The majority of patients in our study were MSS metastatic CRC (over 55.8%), and the efficacy results were slightly worse than that in the REGONIVO trial numerically. This discrepancy might be due to the retrospective design of our study, patient management and compliance was inferior to prospective clinical trial. The synergistic activity of PD-1 blockades plus apatinib observed in this study highlighted that apatinib might improve the microenvironment of MSS tumor tissues and increase the immune response to PD-1 blockades. The potential underlying mechanism remains to be further investigate [32]. Previous studies also investigated the efficacy and safety of apatinib plus camrelizumab in patients with MSS metastatic CRC. However, their results exhibited that apatinib plus camrelizumab failed to improve the efficacy of patients and increased the occurrence of adverse reactions [33]. This explanation might be that their study included few CRC patients (only 10 patients), and the patients included in the study exhibited a high degree of heterogeneity. Collectively, whether apatinib plus PD-1 blockades might bring survival benefit for patients with metastatic CRC was still needs to be further confirmed in prospective clinical trials.

The median OS of 43 patients with metastatic CRC who received apatinib plus PD-1 blockades was 10.3 months, which was higher compared to those who received apatinib or PD-1 blockade monotherapy (7.9 months for apatinib and 8.5 months for PD-1 blockade, respectively) [12]. The reason might be that targeted drugs of different mechanisms of action (other anti-angiogenic TKIs and TAS102, etc.) had been licensed in China since 2018. Patients with metastatic CRC in this study might also receive other targeted drugs after the progression of apatinib plus PD-1 blockades, which might bring sustained survival benefits to patients consecutively.
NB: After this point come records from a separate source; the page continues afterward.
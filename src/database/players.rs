use anyhow::{Context, Result};
use chrono::NaiveDate;
use rusqlite::{OptionalExtension, params};

use super::connection::DbConn;
use super::models::{Player, PlayerInput};
use crate::domain::Gender;
use crate::errors::{AdminError, AdminResult, FieldError, Validator, classify_store_error};

const PLAYER_COLUMNS: &str = "id, name, gender, club_id, birth_date, license_id";
const DUPLICATE_LICENSE: &str = "A player with this license id already exists.";

struct ValidPlayer {
    name: String,
    gender: Gender,
    club_id: Option<i64>,
    birth_date: Option<NaiveDate>,
    license_id: Option<String>,
}

fn validate(conn: &mut DbConn, input: &PlayerInput) -> AdminResult<ValidPlayer> {
    let mut validator = Validator::new();

    let name = input.name.trim().to_string();
    validator.check(name.chars().count() >= 2, "name", "Name must be at least 2 characters");

    let gender = validator.parse::<Gender>("gender", &input.gender);

    let birth_date = match input.birth_date.as_deref().map(str::trim) {
        None | Some("") => None,
        Some(raw) => match NaiveDate::parse_from_str(raw, "%Y-%m-%d") {
            Ok(date) => Some(date),
            Err(_) => {
                validator.push(FieldError::new("birthDate", "Invalid date"));
                None
            }
        },
    };

    if let Some(club_id) = input.club_id {
        validator.check(
            super::clubs::find_by_id(conn, club_id)?.is_some(),
            "clubId",
            "Club does not exist",
        );
    }

    validator.finish()?;
    let gender = gender.ok_or_else(|| AdminError::Validation(Vec::new()))?;

    Ok(ValidPlayer {
        name,
        gender,
        club_id: input.club_id,
        birth_date,
        license_id: input
            .license_id
            .as_deref()
            .map(str::trim)
            .filter(|s| !s.is_empty())
            .map(str::to_string),
    })
}

pub fn create(conn: &mut DbConn, input: &PlayerInput) -> AdminResult<Player> {
    let player = validate(conn, input)?;
    let sql = format!(
        "INSERT INTO players (name, gender, club_id, birth_date, license_id) VALUES (?1, ?2, ?3, ?4, ?5) RETURNING {PLAYER_COLUMNS}"
    );

    conn.query_row(
        &sql,
        params![player.name, player.gender, player.club_id, player.birth_date, player.license_id],
        parse_player_row,
    )
    .map_err(|e| classify_store_error(e, DUPLICATE_LICENSE, "player"))
}

pub fn update(conn: &mut DbConn, id: i64, input: &PlayerInput) -> AdminResult<Player> {
    let player = validate(conn, input)?;
    let sql = format!(
        "UPDATE players SET name = ?1, gender = ?2, club_id = ?3, birth_date = ?4, license_id = ?5 WHERE id = ?6 RETURNING {PLAYER_COLUMNS}"
    );

    conn.query_row(
        &sql,
        params![player.name, player.gender, player.club_id, player.birth_date, player.license_id, id],
        parse_player_row,
    )
    .optional()
    .map_err(|e| classify_store_error(e, DUPLICATE_LICENSE, "player"))?
    .ok_or_else(|| AdminError::NotFound(format!("player {id}")))
}

/// Deletes a player without recorded results or snapshot entries
pub fn delete(conn: &mut DbConn, id: i64) -> AdminResult<()> {
    let dependents = count_dependents(conn, id)?;
    if dependents > 0 {
        return Err(AdminError::Referential {
            entity: "player",
            dependents,
        });
    }

    let deleted = conn
        .execute("DELETE FROM players WHERE id = ?1", params![id])
        .map_err(|e| classify_store_error(e, "", "player"))?;

    if deleted == 0 {
        return Err(AdminError::NotFound(format!("player {id}")));
    }
    Ok(())
}

pub fn count_dependents(conn: &mut DbConn, id: i64) -> Result<i64> {
    let sql = "SELECT (SELECT COUNT(*) FROM results WHERE player_id = ?1) + (SELECT COUNT(*) FROM ranking_snapshots WHERE player_id = ?1)";
    conn.query_row(sql, params![id], |row| row.get(0))
        .context("Failed to count player dependents")
}

fn parse_player_row(row: &rusqlite::Row) -> rusqlite::Result<Player> {
    Ok(Player {
        id: row.get(0)?,
        name: row.get(1)?,
        gender: row.get(2)?,
        club_id: row.get(3)?,
        birth_date: row.get(4)?,
        license_id: row.get(5)?,
    })
}

pub fn find_by_id(conn: &mut DbConn, id: i64) -> Result<Option<Player>> {
    let sql = format!("SELECT {PLAYER_COLUMNS} FROM players WHERE id = ?1");

    conn.query_row(&sql, params![id], parse_player_row)
        .optional()
        .context("Failed to query player by id")
}

pub fn list_all(conn: &mut DbConn) -> Result<Vec<Player>> {
    let sql = format!("SELECT {PLAYER_COLUMNS} FROM players ORDER BY name");

    let mut stmt = conn.prepare(&sql)?;
    let rows = stmt
        .query_map([], parse_player_row)?
        .collect::<rusqlite::Result<Vec<_>>>()?;

    Ok(rows)
}
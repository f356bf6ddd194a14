pub mod error;
pub mod handlers;
pub mod models;
pub mod routes;

pub use error::ApiError;
pub use handlers::{AppState, Role};
pub use routes::create_router;
//! proc 条目与 `proc_ops` 回调

use core::sync::atomic::{AtomicBool, AtomicUsize, Ordering};

use alloc::{string::String, sync::Arc};

use crate::{
    util::{UserBuffer, UserSlice},
    vfs::{FileMode, FsError, InodeMetadata, SeekWhence},
};

/// 对应内核的 `struct proc_ops`
///
/// `offset` 是打开会话的位置（`loff_t`），由 [`ProcFile`](super::ProcFile) 持有，
/// 回调可以读取并推进它。
pub trait ProcOps: Send + Sync {
    /// 读取到用户缓冲区，返回产生的字节数
    fn proc_read(&self, buf: &mut UserBuffer<'_>, offset: &mut i64) -> Result<usize, FsError>;

    /// 从用户缓冲区写入
    ///
    /// 默认返回 `IoError`，与未提供 `proc_write` 的内核条目一致。
    fn proc_write(&self, _buf: &UserSlice<'_>, _offset: &mut i64) -> Result<usize, FsError> {
        Err(FsError::IoError)
    }

    /// 计算新的位置，默认走 [`generic_file_llseek`]
    fn proc_lseek(&self, pos: i64, offset: i64, whence: u32) -> Result<i64, FsError> {
        // proc 文件总是 size = 0
        generic_file_llseek(pos, offset, whence, 0)
    }
}

/// 通用的 llseek
///
/// 结果为负或溢出时返回 `InvalidArgument`；未知的 `whence` 同样如此。
pub fn generic_file_llseek(pos: i64, offset: i64, whence: u32, size: i64) -> Result<i64, FsError> {
    let new_pos = match SeekWhence::from_raw(whence).ok_or(FsError::InvalidArgument)? {
        SeekWhence::Set => Some(offset),
        // 只查询位置
        SeekWhence::Cur if offset == 0 => return Ok(pos),
        SeekWhence::Cur => pos.checked_add(offset),
        SeekWhence::End => size.checked_add(offset),
    };

    match new_pos {
        Some(p) if p >= 0 => Ok(p),
        _ => Err(FsError::InvalidArgument),
    }
}

/// 全局 Inode 编号分配器
static NEXT_INODE_NO: AtomicUsize = AtomicUsize::new(1);

/// `/proc` 下的一个条目
pub struct ProcEntry {
    name: String,
    inode_no: usize,
    mode: FileMode,
    ops: Arc<dyn ProcOps>,
    /// `remove_proc_entry` 之后置位，仍打开的会话从此返回 -EIO
    removed: AtomicBool,
}

impl ProcEntry {
    pub(super) fn new(name: &str, mode: FileMode, ops: Arc<dyn ProcOps>) -> Arc<Self> {
        Arc::new(Self {
            name: String::from(name),
            inode_no: NEXT_INODE_NO.fetch_add(1, Ordering::Relaxed),
            mode,
            ops,
            removed: AtomicBool::new(false),
        })
    }

    /// 条目名
    pub fn name(&self) -> &str {
        &self.name
    }

    /// 创建时给定的权限位
    pub fn mode(&self) -> FileMode {
        self.mode
    }

    /// 条目的回调
    pub fn ops(&self) -> &Arc<dyn ProcOps> {
        &self.ops
    }

    /// 已经 `remove_proc_entry`
    pub fn is_removed(&self) -> bool {
        self.removed.load(Ordering::Acquire)
    }

    pub(super) fn mark_removed(&self) {
        self.removed.store(true, Ordering::Release);
    }

    /// 条目元数据
    pub fn metadata(&self) -> InodeMetadata {
        InodeMetadata {
            inode_no: self.inode_no,
            mode: self.mode | FileMode::S_IFREG,
            size: 0,
        }
    }
}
The safety profile of the combination regimen indicated that the major adverse reactions of 43 patients with metastatic CRC who received apatinib plus PD-1 blockades included fatigue, hypertension, diarrhea, hand-foot syndrome, nausea and vomiting, rash, hepatotoxicity, pneumonia, proteinuria and RCCEP, which was basically consistent with the previous results of apatinib plus PD-1 blockade in the treatment of patients with advanced NSCLC [34]. However, it should be noted that the incidence of grade 3-4 adverse reactions in this study was 67.4%, which was slightly higher than that of apatinib or PD-1 blockade monotherapy, suggesting that the combination administration might augment the incidence of grade 3 or higher adverse reactions. Interestingly, RCCEP seemed to be the specific adverse reaction of camrelizumab that was administered among 23 patients in our study. Therefore, the actual incidence of RCCEP for camrelizumab administration was 30.4%, which might be slightly lower than that of the camrelizumab monotherapy in the other cancer (approximately 60%) [35]. It is likely that anti-angiogenic drugs might attenuate the occurrence of RCCEP caused by the treatment with camrelizumab to some extent. However, this conclusion needs to be further confirmed by large-sample clinical trials subsequently. Overall, the safety of apatinib plus PD-1 blockades in patients with metastatic CRC was tolerable and manageable.
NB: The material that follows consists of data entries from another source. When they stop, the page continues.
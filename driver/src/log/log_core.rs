//! 日志核心
//!
//! `LogCore` 持有缓冲区与两道级别阈值，可以独立实例化，测试不会干扰全局日志。

use core::fmt::{self, Write};
use core::sync::atomic::{AtomicU8, Ordering};

use super::buffer::LogBuffer;
use super::config::{DEFAULT_CONSOLE_LEVEL, DEFAULT_LOG_LEVEL, LOG_BUFFER_ENTRIES};
use super::entry::LogEntry;
use super::level::{ANSI_RESET, LogLevel};
use crate::arch::timer;
use crate::console::Stdout;

/// 日志缓冲区加两道级别阈值
pub struct LogCore {
    ring: LogBuffer,
    /// 低于此严重程度的消息直接丢弃
    buffer_level: AtomicU8,
    /// 达到此严重程度的消息同时写到控制台
    console_level: AtomicU8,
}

impl Default for LogCore {
    fn default() -> Self {
        Self::new(DEFAULT_LOG_LEVEL, DEFAULT_CONSOLE_LEVEL)
    }
}

impl LogCore {
    /// ```rust
    /// use sink_net::log::{LogCore, LogLevel};
    ///
    /// let log = LogCore::new(LogLevel::Debug, LogLevel::Emergency);
    /// log.record(LogLevel::Info, "sink_net", format_args!("hello"));
    /// assert_eq!(log.pending(), 1);
    /// ```
    pub fn new(buffer_level: LogLevel, console_level: LogLevel) -> Self {
        Self {
            ring: LogBuffer::new(LOG_BUFFER_ENTRIES),
            buffer_level: AtomicU8::new(buffer_level as u8),
            console_level: AtomicU8::new(console_level as u8),
        }
    }

    /// 过滤、格式化并写入缓冲区，足够严重时同时打印
    pub fn record(&self, level: LogLevel, target: &'static str, args: fmt::Arguments) {
        if !self.enabled(level) {
            return;
        }
        // 驱动不区分 CPU，固定记为 0
        let entry = LogEntry::new(level, target, timer::get_time_us(), 0, args);
        if level.passes(self.console_level()) {
            let _ = writeln!(Stdout, "{}{}{}", level.ansi(), entry, ANSI_RESET);
        }
        self.ring.push(entry);
    }

    /// 取出最早的一条
    pub fn pop(&self) -> Option<LogEntry> {
        self.ring.pop()
    }

    /// 未读条数
    pub fn pending(&self) -> usize {
        self.ring.len()
    }

    /// 因缓冲区写满而被覆盖的条数
    pub fn dropped(&self) -> usize {
        self.ring.dropped()
    }

    /// `level` 是否会被记录
    #[inline]
    pub fn enabled(&self, level: LogLevel) -> bool {
        level.passes(self.buffer_level())
    }

    /// 缓冲级别：更不严重的消息被丢弃
    pub fn buffer_level(&self) -> LogLevel {
        LogLevel::from_u8(self.buffer_level.load(Ordering::Relaxed))
    }

    /// 修改缓冲级别
    pub fn set_buffer_level(&self, level: LogLevel) {
        self.buffer_level.store(level as u8, Ordering::Relaxed);
    }

    /// 控制台级别
    pub fn console_level(&self) -> LogLevel {
        LogLevel::from_u8(self.console_level.load(Ordering::Relaxed))
    }

    /// 修改控制台级别
    pub fn set_console_level(&self, level: LogLevel) {
        self.console_level.store(level as u8, Ordering::Relaxed);
    }
}
//! 与用户空间共用定义和声明
//!
//! 包含 errno 与 ioctl 请求码，确保驱动和用户程序的一致性

pub mod errno;
pub mod ioctl;
//! 发送路径测试

use super::*;
use crate::{kassert, test_case};

test_case!(test_xmit_counts_tx_by_default, {
    let dev = create_test_sink(SinkVariant::ModeSwitch);

    for len in [100, 200, 50] {
        kassert!(dev.start_xmit(frame_of_len(len)) == NetdevTx::Ok);
    }

    let stats = dev.stats();
    kassert!(stats.tx_packets == 3);
    kassert!(stats.tx_bytes == 350);
    kassert!(stats.rx_packets == 0 && stats.rx_bytes == 0);
});

test_case!(test_xmit_zero_length_frame, {
    let dev = create_test_sink(SinkVariant::ModeSwitch);
    kassert!(dev.start_xmit(frame_of_len(0)) == NetdevTx::Ok);

    let stats = dev.stats();
    kassert!(stats.tx_packets == 1 && stats.tx_bytes == 0);
});

test_case!(test_xmit_follows_mode_toggle, {
    let dev = create_test_sink(SinkVariant::ModeSwitch);
    dev.start_xmit(frame_of_len(64));

    dev.siocdevprivate(crate::uapi::ioctl::SIOC_MODE_RX).unwrap();
    dev.start_xmit(frame_of_len(10));
    dev.start_xmit(frame_of_len(20));

    let stats = dev.stats();
    kassert!(stats.tx_packets == 1 && stats.tx_bytes == 64);
    kassert!(stats.rx_packets == 2 && stats.rx_bytes == 30);

    dev.siocdevprivate(crate::uapi::ioctl::SIOC_MODE_TX).unwrap();
    dev.start_xmit(frame_of_len(1));
    let stats = dev.stats();
    kassert!(stats.tx_packets == 2 && stats.tx_bytes == 65);
    kassert!(stats.rx_packets == 2);
});

test_case!(test_xmit_tx_only_variant, {
    let dev = create_test_sink(SinkVariant::TxOnly);
    dev.start_xmit(frame_of_len(42));

    kassert!(dev.mode() == SinkMode::Tx);
    let stats = dev.stats();
    kassert!(stats.tx_packets == 1 && stats.tx_bytes == 42);
    kassert!(stats.rx_packets == 0);
});

test_case!(test_open_stop_toggle_queue, {
    let dev = create_test_sink(SinkVariant::ModeSwitch);
    kassert!(dev.core().netif_queue_stopped());

    dev.open().unwrap();
    kassert!(!dev.core().netif_queue_stopped());

    dev.stop().unwrap();
    kassert!(dev.core().netif_queue_stopped());
});

test_case!(test_ether_setup_defaults, {
    let dev = create_test_sink(SinkVariant::ModeSwitch);
    kassert!(dev.core().mtu() == 1500);
    kassert!(dev.core().mac_address() == [0; 6]);
    kassert!(dev.core().flags().contains(NetDeviceFlags::IFF_BROADCAST));
    kassert!(!dev.core().is_up());
});

test_case!(test_alloc_netdev_rejects_long_template, {
    let result = alloc_netdev("a_very_long_sink%d", |core| {
        SinkNet::new(core, SinkVariant::ModeSwitch)
    });
    kassert!(matches!(result, Err(NetDeviceError::AllocationFailed)));
    kassert!(NetDeviceError::AllocationFailed.to_errno() == -12);
});

test_case!(test_independent_instances, {
    let a = create_test_sink(SinkVariant::ModeSwitch);
    let b = create_test_sink(SinkVariant::ModeSwitch);

    a.siocdevprivate(crate::uapi::ioctl::SIOC_MODE_RX).unwrap();
    a.start_xmit(frame_of_len(5));
    b.start_xmit(frame_of_len(7));

    kassert!(a.mode() == SinkMode::Rx && b.mode() == SinkMode::Tx);
    kassert!(a.stats().rx_bytes == 5 && a.stats().tx_bytes == 0);
    kassert!(b.stats().tx_bytes == 7 && b.stats().rx_bytes == 0);
});

test_case!(test_concurrent_xmit_from_many_cpus, {
    let dev = create_test_sink(SinkVariant::ModeSwitch);
    let mut handles = alloc::vec::Vec::new();

    for _ in 0..4 {
        let dev = dev.clone();
        handles.push(std::thread::spawn(move || {
            for _ in 0..500 {
                dev.start_xmit(frame_of_len(3));
            }
        }));
    }
    for h in handles {
        h.join().unwrap();
    }

    let stats = dev.status().snapshot_locked();
    kassert!(stats.tx_packets == 2000);
    kassert!(stats.tx_bytes == 6000);
});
Limitations existed exhist in this study objectively. Firstly, the sample size was small, the efficacy and safety of combination therapy regimens as the subsequent line treatment of patients with metastatic CRC needed to be further verified by large-sample trials. Additionally, our study was designed as a retrospective analysis with some biases that could not be avoided. Nevertheless, we thought apatinib plus PD-1 blockades might benefit patients with treatment-refractory metastatic CRC, providing promising guidance for patients with treatment-refractory metastatic CRC in clinical practice.

No potential conflicts of interest were disclosed.